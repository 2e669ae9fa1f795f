// Copyright (c) 2025 Dimitris Kafetzis
//
// Licensed under the MIT License.
// See LICENSE file in the project root for full license information.
//
// SPDX-License-Identifier: MIT

//! Error types for the visualization pipeline.

use timeline_core::TimelineError;
use trace_store::StoreError;

/// Errors surfaced by the pipeline driver.
///
/// Every category is fatal for the run: the input is a static snapshot, so
/// nothing is retried, and nothing is swallowed.
#[derive(Debug, thiserror::Error)]
pub enum PipelineError {
    /// Configuration rejected before any I/O.
    #[error("configuration error: {0}")]
    InvalidConfig(String),

    /// The trace snapshot could not be opened or read.
    #[error("trace load failed: {0}")]
    Store(#[from] StoreError),

    /// Layout, pagination, or record validation failed.
    #[error("timeline construction failed: {0}")]
    Timeline(#[from] TimelineError),

    /// A renderer rejected a chunk.
    #[error("renderer '{adapter}' failed on chunk {chunk}: {detail}")]
    RenderFailed {
        adapter: String,
        chunk: usize,
        detail: String,
    },
}
//! TCP reassembly and UDP flow building: turns decoded packets into the
//! `Connection` aggregate that analyzers and the agent operate on.

#![warn(missing_docs)]

pub mod connection;
pub mod tcp;
pub mod udp;

pub use connection::{Connection, ConnectionPool, PayloadBuffer, PayloadPool, TransportType};
pub use tcp::{TcpReassembler, TcpSegment};
pub use udp::{UdpDatagram, UdpFlowBuilder};
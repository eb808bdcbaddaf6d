//! Generic reset-on-acquire object pool.
//!
//! Mirrors the reset discipline of the source's buffer pools (connection,
//! payload and stream-struct pools) without the raw-pointer free list: a
//! `crossbeam::queue::ArrayQueue` gives the same bounded, thread-safe
//! free-list semantics with safe code.

use crossbeam::queue::ArrayQueue;
use std::sync::Arc;

/// A type that can be returned to a pool and reused after resetting its
/// state. `reset` must leave the value indistinguishable from one freshly
/// constructed by `Default`.
pub trait Resettable: Default {
    /// Clear all fields back to their zero/empty state.
    fn reset(&mut self);
}

/// Fixed-capacity pool of reusable `T`s.
pub struct Pool<T: Resettable> {
    free: Arc<ArrayQueue<T>>,
}

impl<T: Resettable> Pool<T> {
    /// Create a pool that holds at most `capacity` idle items.
    pub fn new(capacity: usize) -> Self {
        Self { free: Arc::new(ArrayQueue::new(capacity.max(1))) }
    }

    /// Acquire an item, reset and ready for use. Allocates a fresh one if
    /// the free list is empty.
    pub fn get(&self) -> T {
        match self.free.pop() {
            Some(mut item) => {
                item.reset();
                item
            }
            None => T::default(),
        }
    }

    /// Return an item to the pool. Dropped silently if the pool is full.
    pub fn put(&self, item: T) {
        let _ = self.free.push(item);
    }

    /// Number of idle items currently held.
    pub fn idle_len(&self) -> usize {
        self.free.len()
    }
}

impl<T: Resettable> Clone for Pool<T> {
    fn clone(&self) -> Self {
        Self { free: self.free.clone() }
    }
}

#[cfg(test)]
mod tests {
    use super::*;

    #[derive(Default)]
    struct Buf {
        data: Vec<u8>,
    }

    impl Resettable for Buf {
        fn reset(&mut self) {
            self.data.clear();
        }
    }

    #[test]
    fn get_after_put_is_reset() {
        let pool: Pool<Buf> = Pool::new(4);
        let mut buf = pool.get();
        buf.data.extend_from_slice(b"hello");
        pool.put(buf);

        let buf2 = pool.get();
        assert!(buf2.data.is_empty());
    }

    #[test]
    fn get_on_empty_pool_allocates_fresh() {
        let pool: Pool<Buf> = Pool::new(1);
        let buf = pool.get();
        assert!(buf.data.is_empty());
    }
}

--

• _ABOUT THIS TASK_
In your reply, restate exactly the lines from the start of the records above through the line holding "the visualization pipeline.", including both, and nothing else.

• _YOUR SOLUTION_
repository 2e669ae9fa1f795f
// Copyright (c) 2025 Dimitris Kafetzis
//
// Licensed under the MIT License.
// See LICENSE file in the project root for full license information.
//
// SPDX-License-Identifier: MIT

//! Error types for the visualization pipeline.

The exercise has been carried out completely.